Sleep Deprivation Plays Havoc With Genes
Stephen Pincock : ABC
The experimental conditions mimic what many people experience on a regular basis (Source: BrianAJackson/iStockphoto)
Sleep deprivation affects hundreds of genes involved with inflammation, immunity and cells’ response to stress, British researchers have found.
The findings might help explain why some people who do not get enough sleep have an increased risk for obesity, heart disease and cognitive impairment.
Sleep expert Derk-Jan Dijk and colleagues from the University of Surrey took whole-blood RNA samples from 26 participants after they had spent a week sleeping 8.5 hours a night, and the same participants after a week of sleeping for just 5.7 hours.
The expression of genes in blood offers a view into what is happening in other organs of the body, including the brain and liver, which are more difficult to test repeatedly, the authors note.
After each week, ten blood samples were taken from each participant at three-hourly intervals, during a period of total sleep deprivation that helped the researchers control the effects of light, activity and food on gene expression.

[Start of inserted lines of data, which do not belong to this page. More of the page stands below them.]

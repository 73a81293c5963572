extern crate nalgebra as na;

use crate::error::{Result, SolverError};
use crate::fv_core::geometry::Vector;
use crate::physics::{velocity_at, GoverningEquations, Limits};

/// Incompressible single-phase flow with artificial compressibility `beta`.
///
/// Variables: `[p, u, v, w]` with kinematic pressure `p`.
#[derive(Debug, Clone)]
pub struct ArtificialCompressibility {
    pub beta: f64,
    pub viscosity: f64,
    pub gravity: Vector,
    limits: [Limits; 4],
}

impl ArtificialCompressibility {
    pub fn new(beta: f64, viscosity: f64, gravity: Vector) -> Self {
        ArtificialCompressibility {
            beta,
            viscosity,
            gravity,
            limits: [Limits::UNBOUNDED; 4],
        }
    }
}

impl GoverningEquations for ArtificialCompressibility {
    fn description(&self) -> &'static str {
        "Artificial compressibility equations"
    }

    fn num_vars(&self) -> usize {
        4
    }

    fn var_names(&self) -> Vec<&'static str> {
        vec!["p", "u", "v", "w"]
    }

    fn physical_limits(&self) -> &[Limits] {
        &self.limits
    }

    fn convective_flux(&self, u: &[f64], n: &Vector) -> na::DVector<f64> {
        let p = u[0];
        let v = velocity_at(u, 1);
        let vn = v.dot(n);
        na::DVector::from_vec(vec![
            self.beta * vn,
            v.x * vn + p * n.x,
            v.y * vn + p * n.y,
            v.z * vn + p * n.z,
        ])
    }

    fn sorted_eigenvalues(&self, u: &[f64], n: &Vector) -> Vec<f64> {
        let vn = velocity_at(u, 1).dot(n);
        let c = (vn * vn + self.beta).sqrt();
        vec![vn - c, vn, vn, vn + c]
    }

    fn diffusion_flux(&self, _u: &[f64], grad_u: &[Vector], n: &Vector) -> na::DVector<f64> {
        na::DVector::from_vec(vec![
            0.0,
            -self.viscosity * grad_u[1].dot(n),
            -self.viscosity * grad_u[2].dot(n),
            -self.viscosity * grad_u[3].dot(n),
        ])
    }

    fn max_diffusivity(&self, _u: &[f64]) -> f64 {
        self.viscosity
    }

    // pseudo-time only: the pressure enforces continuity
    fn has_real_time_derivative(&self, var: usize) -> bool {
        var != 0
    }

    fn source(&self, _u: &[f64]) -> Option<na::DVector<f64>> {
        Some(na::DVector::from_vec(vec![
            0.0,
            self.gravity.x,
            self.gravity.y,
            self.gravity.z,
        ]))
    }
}

/// Two immiscible incompressible phases tracked by the volume fraction `C`
/// of phase 1, with mixture density and viscosity interpolated linearly.
///
/// Variables: `[p, u, v, w, C]`.
#[derive(Debug, Clone)]
pub struct ArtificialCompressibilityVof {
    pub rho1: f64,
    pub mu1: f64,
    pub rho2: f64,
    pub mu2: f64,
    pub gravity: Vector,
    pub beta: f64,
    limits: [Limits; 5],
}

impl ArtificialCompressibilityVof {
    pub fn new(rho1: f64, mu1: f64, rho2: f64, mu2: f64, gravity: Vector, beta: f64) -> Self {
        ArtificialCompressibilityVof {
            rho1,
            mu1,
            rho2,
            mu2,
            gravity,
            beta,
            limits: [
                Limits::UNBOUNDED,
                Limits::UNBOUNDED,
                Limits::UNBOUNDED,
                Limits::UNBOUNDED,
                Limits::new(0.0, 1.0),
            ],
        }
    }

    pub fn density(&self, c: f64) -> f64 {
        c * self.rho1 + (1.0 - c) * self.rho2
    }

    pub fn viscosity(&self, c: f64) -> f64 {
        c * self.mu1 + (1.0 - c) * self.mu2
    }
}

impl GoverningEquations for ArtificialCompressibilityVof {
    fn description(&self) -> &'static str {
        "Artificial compressibility VOF equations"
    }

    fn num_vars(&self) -> usize {
        5
    }

    fn var_names(&self) -> Vec<&'static str> {
        vec!["p", "u", "v", "w", "C"]
    }

    fn physical_limits(&self) -> &[Limits] {
        &self.limits
    }

    fn convective_flux(&self, u: &[f64], n: &Vector) -> na::DVector<f64> {
        let p = u[0];
        let v = velocity_at(u, 1);
        let c = u[4];
        let vn = v.dot(n);
        let p_rho = p / self.density(c);
        na::DVector::from_vec(vec![
            self.beta * vn,
            v.x * vn + p_rho * n.x,
            v.y * vn + p_rho * n.y,
            v.z * vn + p_rho * n.z,
            c * vn,
        ])
    }

    fn sorted_eigenvalues(&self, u: &[f64], n: &Vector) -> Vec<f64> {
        let vn = velocity_at(u, 1).dot(n);
        let a = (vn * vn + self.beta / self.density(u[4])).sqrt();
        vec![vn - a, vn, vn, vn, vn + a]
    }

    fn diffusion_flux(&self, u: &[f64], grad_u: &[Vector], n: &Vector) -> na::DVector<f64> {
        let nu = self.viscosity(u[4]) / self.density(u[4]);
        na::DVector::from_vec(vec![
            0.0,
            -nu * grad_u[1].dot(n),
            -nu * grad_u[2].dot(n),
            -nu * grad_u[3].dot(n),
            0.0,
        ])
    }

    fn max_diffusivity(&self, u: &[f64]) -> f64 {
        self.viscosity(u[4]) / self.density(u[4])
    }

    fn has_real_time_derivative(&self, var: usize) -> bool {
        var != 0
    }

    fn source(&self, _u: &[f64]) -> Option<na::DVector<f64>> {
        Some(na::DVector::from_vec(vec![
            0.0,
            self.gravity.x,
            self.gravity.y,
            self.gravity.z,
            0.0,
        ]))
    }

    fn check_physical(&self, u: &[f64]) -> Result<()> {
        let rho = self.density(u[4]);
        if !(rho > 0.0) {
            return Err(SolverError::NonPhysicalState {
                what: "mixture density",
                value: rho,
            });
        }
        Ok(())
    }
}

#[cfg(test)]
mod tests {
    use super::*;
    use approx::assert_relative_eq;

    #[test]
    fn single_phase_flux_and_speeds() {
        let eqn = ArtificialCompressibility::new(5.6, 4e-4, Vector::new(-4.0, -9.2, 7.0));
        let u = [2.0, 1.0, -3.0, 0.5];
        let n = Vector::new(0.0, 1.0, 0.0);
        let f = eqn.convective_flux(&u, &n);
        assert_relative_eq!(f[0], 5.6 * -3.0);
        assert_relative_eq!(f[1], -3.0);
        assert_relative_eq!(f[2], 9.0 + 2.0);
        assert_relative_eq!(f[3], -1.5);

        let ev = eqn.sorted_eigenvalues(&u, &n);
        assert_relative_eq!(ev[0], -3.0 - (9.0f64 + 5.6).sqrt());
        assert_relative_eq!(ev[3], -3.0 + (9.0f64 + 5.6).sqrt());
        assert!(ev.windows(2).all(|w| w[0] <= w[1]));

        let s = eqn.source(&u).unwrap();
        assert_relative_eq!(s[2], -9.2);
    }

    #[test]
    fn viscous_flux_opposes_the_gradient() {
        let eqn = ArtificialCompressibility::new(1.0, 0.1, Vector::zeros());
        let grad = [
            Vector::zeros(),
            Vector::new(2.0, 0.0, 0.0),
            Vector::zeros(),
            Vector::zeros(),
        ];
        let f = eqn.diffusion_flux(&[0.0; 4], &grad, &Vector::x());
        assert_relative_eq!(f[1], -0.2);
        assert_relative_eq!(f[0], 0.0);
    }

    #[test]
    fn vof_mixture_properties() {
        let eqn = ArtificialCompressibilityVof::new(
            1000.0,
            1e-3,
            1.0,
            1e-5,
            Vector::new(0.0, -9.81, 0.0),
            10.0,
        );
        assert_relative_eq!(eqn.density(1.0), 1000.0);
        assert_relative_eq!(eqn.density(0.0), 1.0);
        assert_relative_eq!(eqn.density(0.5), 500.5);
        assert_relative_eq!(eqn.viscosity(0.25), 0.25e-3 + 0.75e-5);

        let u = [1000.0, 0.0, 2.0, 0.0, 1.0];
        let f = eqn.convective_flux(&u, &Vector::y());
        assert_relative_eq!(f[2], 4.0 + 1.0);
        assert_relative_eq!(f[4], 2.0);
        assert_eq!(eqn.physical_limits()[4], Limits::new(0.0, 1.0));

        assert!(eqn.check_physical(&[0.0, 0.0, 0.0, 0.0, -0.5]).is_err());
        assert!(eqn.check_physical(&u).is_ok());
    }
}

The experimental conditions mimic what many people experience on a regular basis, the researchers note in their article.
“According to the Centres for Disease Control and Prevention, 30 per cent of civilian adults in the United States report an average sleep duration of six hours or less.”

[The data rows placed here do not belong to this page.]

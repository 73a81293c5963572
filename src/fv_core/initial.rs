use crate::fv_core::condition::FunctionInitializer;
use crate::fv_core::geometry::{Point, Vector};
use crate::physics::EulerEquations;

/// The same state in every cell.
pub fn uniform(state: Vec<f64>) -> FunctionInitializer<Box<dyn Fn(&Point) -> Vec<f64>>> {
    FunctionInitializer {
        f: Box::new(move |_| state.clone()),
    }
}

/// Uniform Euler flow given in primitive variables.
pub fn euler_freestream(
    eqn: &EulerEquations,
    density: f64,
    velocity: Vector,
    pressure: f64,
) -> FunctionInitializer<Box<dyn Fn(&Point) -> Vec<f64>>> {
    uniform(eqn.conservative(density, &velocity, pressure).to_vec())
}

/// Volume fraction 1 inside a circle (sphere in 3D) around `center`, 0
/// outside, advected by the uniform `velocity`. Compression velocity
/// starts at zero.
pub fn circular_volume_fraction(
    center: Point,
    radius: f64,
    velocity: Vector,
) -> FunctionInitializer<Box<dyn Fn(&Point) -> Vec<f64>>> {
    FunctionInitializer {
        f: Box::new(move |p| {
            let c = if (p - center).norm() < radius { 1.0 } else { 0.0 };
            vec![c, velocity.x, velocity.y, velocity.z, 0.0, 0.0, 0.0]
        }),
    }
}

/// Gaussian bump of a single scalar, `exp(-|x - mu|^2 / (2 sigma)^2)`.
pub fn gauss_scalar(mu: Point, sigma: f64) -> FunctionInitializer<Box<dyn Fn(&Point) -> Vec<f64>>> {
    FunctionInitializer {
        f: Box::new(move |p| {
            let exponent = -((p - mu).norm() / (2.0 * sigma)).powi(2);
            vec![exponent.exp()]
        }),
    }
}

Comparing the two sets of samples, the researchers found that 444 genes were down-regulated after the sleepless week, and 267 were up-regulated.
Their study appears in the latest issue of the journal Proceedings of the National Academy of Sciences.
Genes related to circadian rhythms, metabolism, inflammation, immune response and stress were all affected by the experiment.
“The identified biological processes may be involved with the negative effects of sleep loss on health,” the researchers say.
Window to biological mechanisms
The results “contribute to the developing evidence that poor or insufficient sleep is a health risk,” comments Australian sleep researcher John Trinder from the University of Melbourne.
The new findings also open a window into the mechanisms that underpin the harmful effects of sleep deprivation, notes sleep researcher Andrew Vakulin from the Woolcock Institute of Medical Research in Sydney.
“It’s a snapshot of what’s going on,” he says. “It’s summarising what’s getting turned off and on and gives us the ability to look at things much more closely now.”
The new study also offers scientists avenues for studying why different individuals are more susceptible to the consequences of sleep deprivation, says Vakulin.